### Required action
Reproduce the records below exactly as they appear.
■ ■ ■
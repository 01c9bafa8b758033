//! Service layer over the print ledger.

pub mod reconciliation;
pub mod stats;

pub use reconciliation::{PrintRequest, Reconciliation};
pub use stats::PrintStats;
//! Application configuration.
//!
//! Aggregates configuration from all modules into a single Config struct
//! that can be loaded from YAML files or environment variables.

use serde::Deserialize;

use crate::label::BadgeLayout;
use crate::label::DEFAULT_ORGANIZATION;

/// Default configuration file name.
pub const DEFAULT_CONFIG_FILE: &str = "badge-ledger.yaml";
/// Environment variable for configuration file path.
pub const CONFIG_ENV_VAR: &str = "BADGE_LEDGER_CONFIG";
/// Prefix for configuration environment variables.
pub const CONFIG_ENV_PREFIX: &str = "BADGE_LEDGER";
/// Environment variable for logging configuration.
pub const LOG_ENV_VAR: &str = "BADGE_LEDGER_LOG";

/// Main application configuration.
#[derive(Debug, Clone, Default, Deserialize)]
#[serde(default)]
pub struct Config {
    /// Storage configuration.
    pub storage: StorageConfig,
    /// Label printer configuration.
    pub printer: PrinterConfig,
    /// Label layout configuration.
    pub labels: LabelConfig,
}

impl Config {
    /// Load configuration from file and environment.
    ///
    /// Configuration sources (in order of priority, later overrides earlier):
    /// 1. `badge-ledger.yaml` in current directory (if exists)
    /// 2. File specified by `path` argument (if provided)
    /// 3. File specified by `CONFIG_ENV_VAR` environment variable (if set)
    /// 4. Environment variables with `CONFIG_ENV_PREFIX` prefix
    pub fn load(path: Option<&str>) -> Result<Self, ConfigError> {
        use ::config::{Config as ConfigLib, Environment, File, FileFormat};

        let mut builder = ConfigLib::builder()
            .add_source(File::new(DEFAULT_CONFIG_FILE, FileFormat::Yaml).required(false));

        if let Some(config_path) = path {
            builder = builder.add_source(File::new(config_path, FileFormat::Yaml).required(true));
        }

        if let Ok(config_path) = std::env::var(CONFIG_ENV_VAR) {
            builder = builder.add_source(File::new(&config_path, FileFormat::Yaml).required(true));
        }

        let config = builder
            .add_source(
                Environment::with_prefix(CONFIG_ENV_PREFIX)
                    .prefix_separator("__")
                    .separator("__")
                    .try_parsing(true),
            )
            .build()?;

        Ok(config.try_deserialize()?)
    }

    /// Create config for testing: in-memory storage, defaults elsewhere.
    pub fn for_test() -> Self {
        Self {
            storage: StorageConfig {
                path: crate::storage::IN_MEMORY_PATH.to_string(),
                ..StorageConfig::default()
            },
            ..Self::default()
        }
    }
}

/// SQLite storage configuration.
#[derive(Debug, Clone, Deserialize)]
#[serde(default)]
pub struct StorageConfig {
    /// Database file path, or `:memory:`.
    pub path: String,
    /// Pool size for file-backed databases.
    pub max_connections: u32,
    /// How long a writer waits for the SQLite lock before failing.
    pub busy_timeout_ms: u64,
}

impl Default for StorageConfig {
    fn default() -> Self {
        Self {
            path: "./data/badge-ledger.db".to_string(),
            max_connections: 4,
            busy_timeout_ms: 5_000,
        }
    }
}

/// Label printer configuration.
#[derive(Debug, Clone, Deserialize)]
#[serde(default)]
pub struct PrinterConfig {
    /// Default device address (`host` or `host:port`).
    pub device: Option<String>,
    /// TCP connect timeout.
    pub connect_timeout_ms: u64,
}

impl Default for PrinterConfig {
    fn default() -> Self {
        Self {
            device: None,
            connect_timeout_ms: 5_000,
        }
    }
}

/// Label layout configuration.
#[derive(Debug, Clone, Deserialize)]
#[serde(default)]
pub struct LabelConfig {
    /// Visitor badge layout.
    pub badge_layout: BadgeLayout,
    /// Organization line printed on employee labels.
    pub organization: String,
}

impl Default for LabelConfig {
    fn default() -> Self {
        Self {
            badge_layout: BadgeLayout::default(),
            organization: DEFAULT_ORGANIZATION.to_string(),
        }
    }
}

/// Configuration errors.
#[derive(Debug, thiserror::Error)]
pub enum ConfigError {
    #[error("Failed to load config: {0}")]
    Load(#[from] ::config::ConfigError),
}
//! Raw TCP label printer (port 9100)

use std::time::Duration;

use tokio::io::AsyncWriteExt;
use tokio::net::TcpStream;
use tracing::{info, instrument};

use super::error::{PrintError, PrintResult};
use super::LabelPrinter;

/// Raw printing port used by Zebra and most network label printers.
pub const DEFAULT_PORT: u16 = 9100;

/// Network label printer
///
/// Device handles are `host` or `host:port`; the port defaults to 9100.
#[derive(Debug, Clone)]
pub struct NetworkPrinter {
    timeout: Duration,
}

impl NetworkPrinter {
    pub fn new() -> Self {
        Self {
            timeout: Duration::from_secs(5),
        }
    }

    /// Set connection timeout
    pub fn with_timeout(mut self, timeout: Duration) -> Self {
        self.timeout = timeout;
        self
    }

    /// Normalize a device handle into a connectable `host:port` string
    pub fn address(device: &str) -> PrintResult<String> {
        let device = device.trim();
        if device.is_empty() {
            return Err(PrintError::InvalidConfig("empty device handle".to_string()));
        }

        match device.rsplit_once(':') {
            Some((host, port)) => {
                if host.is_empty() || port.parse::<u16>().is_err() {
                    return Err(PrintError::InvalidConfig(format!(
                        "Invalid address: {}",
                        device
                    )));
                }
                Ok(device.to_string())
            }
            None => Ok(format!("{}:{}", device, DEFAULT_PORT)),
        }
    }

    async fn connect(&self, addr: &str) -> PrintResult<TcpStream> {
        tokio::time::timeout(self.timeout, TcpStream::connect(addr))
            .await
            .map_err(|_| PrintError::Timeout(format!("Connection timeout: {}", addr)))?
            .map_err(|e| PrintError::Connection(format!("{}: {}", addr, e)))
    }
}

impl Default for NetworkPrinter {
    fn default() -> Self {
        Self::new()
    }
}

impl LabelPrinter for NetworkPrinter {
    #[instrument(skip(self, markup), fields(markup_len = markup.len()))]
    async fn send(&self, device: &str, markup: &str) -> PrintResult<()> {
        let addr = Self::address(device)?;
        let mut stream = self.connect(&addr).await?;

        stream.write_all(markup.as_bytes()).await?;
        stream.flush().await?;
        stream.shutdown().await?;

        info!(%addr, "Label sent");
        Ok(())
    }
}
■ ■ ■
### Result
repository 01c9bafa8b758033
//! Service layer over the print ledger.

pub mod reconciliation;
pub mod stats;

pub use reconciliation::{PrintRequest, Reconciliation};
pub use stats::PrintStats;
//! Application configuration.
//!
//! Aggregates configuration from all modules into a single Config struct
//! that can be loaded from YAML files or environment variables.

use serde::Deserialize;

use crate::label::BadgeLayout;
use crate::label::DEFAULT_ORGANIZATION;

/// Default configuration file name.
pub const DEFAULT_CONFIG_FILE: &str = "badge-ledger.yaml";
/// Environment variable for configuration file path.
pub const CONFIG_ENV_VAR: &str = "BADGE_LEDGER_CONFIG";
/// Prefix for configuration environment variables.
pub const CONFIG_ENV_PREFIX: &str = "BADGE_LEDGER";
/// Environment variable for logging configuration.
pub const LOG_ENV_VAR: &str = "BADGE_LEDGER_LOG";

/// Main application configuration.
#[derive(Debug, Clone, Default, Deserialize)]
#[serde(default)]
pub struct Config {
    /// Storage configuration.
    pub storage: StorageConfig,
    /// Label printer configuration.
    pub printer: PrinterConfig,
    /// Label layout configuration.
    pub labels: LabelConfig,
}

impl Config {
    /// Load configuration from file and environment.
    ///
    /// Configuration sources (in order of priority, later overrides earlier):
    /// 1. `badge-ledger.yaml` in current directory (if exists)
    /// 2. File specified by `path` argument (if provided)
    /// 3. File specified by `CONFIG_ENV_VAR` environment variable (if set)
    /// 4. Environment variables with `CONFIG_ENV_PREFIX` prefix
    pub fn load(path: Option<&str>) -> Result<Self, ConfigError> {
        use ::config::{Config as ConfigLib, Environment, File, FileFormat};

        let mut builder = ConfigLib::builder()
            .add_source(File::new(DEFAULT_CONFIG_FILE, FileFormat::Yaml).required(false));

        if let Some(config_path) = path {
            builder = builder.add_source(File::new(config_path, FileFormat::Yaml).required(true));
        }

        if let Ok(config_path) = std::env::var(CONFIG_ENV_VAR) {
            builder = builder.add_source(File::new(&config_path, FileFormat::Yaml).required(true));
        }

        let config = builder
            .add_source(
                Environment::with_prefix(CONFIG_ENV_PREFIX)
                    .prefix_separator("__")
                    .separator("__")
                    .try_parsing(true),
            )
            .build()?;

        Ok(config.try_deserialize()?)
    }

    /// Create config for testing: in-memory storage, defaults elsewhere.
    pub fn for_test() -> Self {
        Self {
            storage: StorageConfig {
                path: crate::storage::IN_MEMORY_PATH.to_string(),
                ..StorageConfig::default()
            },
            ..Self::default()
        }
    }
}

/// SQLite storage configuration.
#[derive(Debug, Clone, Deserialize)]
#[serde(default)]
pub struct StorageConfig {
    /// Database file path, or `:memory:`.
    pub path: String,
    /// Pool size for file-backed databases.
    pub max_connections: u32,
    /// How long a writer waits for the SQLite lock before failing.
    pub busy_timeout_ms: u64,
}

impl Default for StorageConfig {
    fn default() -> Self {
        Self {
            path: "./data/badge-ledger.db".to_string(),
            max_connections: 4,
            busy_timeout_ms: 5_000,
        }
    }
}

/// Label printer configuration.
#[derive(Debug, Clone, Deserialize)]
#[serde(default)]
pub struct PrinterConfig {
    /// Default device address (`host` or `host:port`).
    pub device: Option<String>,
    /// TCP connect timeout.
    pub connect_timeout_ms: u64,
}

impl Default for PrinterConfig {
    fn default() -> Self {
        Self {
            device: None,
            connect_timeout_ms: 5_000,
        }
    }
}

/// Label layout configuration.
#[derive(Debug, Clone, Deserialize)]
#[serde(default)]
pub struct LabelConfig {
    /// Visitor badge layout.
    pub badge_layout: BadgeLayout,
    /// Organization line printed on employee labels.
    pub organization: String,
}

impl Default for LabelConfig {
    fn default() -> Self {
        Self {
            badge_layout: BadgeLayout::default(),
            organization: DEFAULT_ORGANIZATION.to_string(),
        }
    }
}

/// Configuration errors.
#[derive(Debug, thiserror::Error)]
pub enum ConfigError {
    #[error("Failed to load config: {0}")]
    Load(#[from] ::config::ConfigError),
}
//! Raw TCP label printer (port 9100)

use std::time::Duration;

use tokio::io::AsyncWriteExt;
use tokio::net::TcpStream;
use tracing::{info, instrument};

use super::error::{PrintError, PrintResult};
use super::LabelPrinter;

/// Raw printing port used by Zebra and most network label printers.
pub const DEFAULT_PORT: u16 = 9100;

/// Network label printer
///
/// Device handles are `host` or `host:port`; the port defaults to 9100.
#[derive(Debug, Clone)]
pub struct NetworkPrinter {
    timeout: Duration,
}

impl NetworkPrinter {
    pub fn new() -> Self {
        Self {
            timeout: Duration::from_secs(5),
        }
    }

    /// Set connection timeout
    pub fn with_timeout(mut self, timeout: Duration) -> Self {
        self.timeout = timeout;
        self
    }

    /// Normalize a device handle into a connectable `host:port` string
    pub fn address(device: &str) -> PrintResult<String> {
        let device = device.trim();
        if device.is_empty() {
            return Err(PrintError::InvalidConfig("empty device handle".to_string()));
        }

        match device.rsplit_once(':') {
            Some((host, port)) => {
                if host.is_empty() || port.parse::<u16>().is_err() {
                    return Err(PrintError::InvalidConfig(format!(
                        "Invalid address: {}",
                        device
                    )));
                }
                Ok(device.to_string())
            }
            None => Ok(format!("{}:{}", device, DEFAULT_PORT)),
        }
    }

    async fn connect(&self, addr: &str) -> PrintResult<TcpStream> {
        tokio::time::timeout(self.timeout, TcpStream::connect(addr))
            .await
            .map_err(|_| PrintError::Timeout(format!("Connection timeout: {}", addr)))?
            .map_err(|e| PrintError::Connection(format!("{}: {}", addr, e)))
    }
}

impl Default for NetworkPrinter {
    fn default() -> Self {
        Self::new()
    }
}

impl LabelPrinter for NetworkPrinter {
    #[instrument(skip(self, markup), fields(markup_len = markup.len()))]
    async fn send(&self, device: &str, markup: &str) -> PrintResult<()> {
        let addr = Self::address(device)?;
        let mut stream = self.connect(&addr).await?;

        stream.write_all(markup.as_bytes()).await?;
        stream.flush().await?;
        stream.shutdown().await?;

        info!(%addr, "Label sent");
        Ok(())
    }
}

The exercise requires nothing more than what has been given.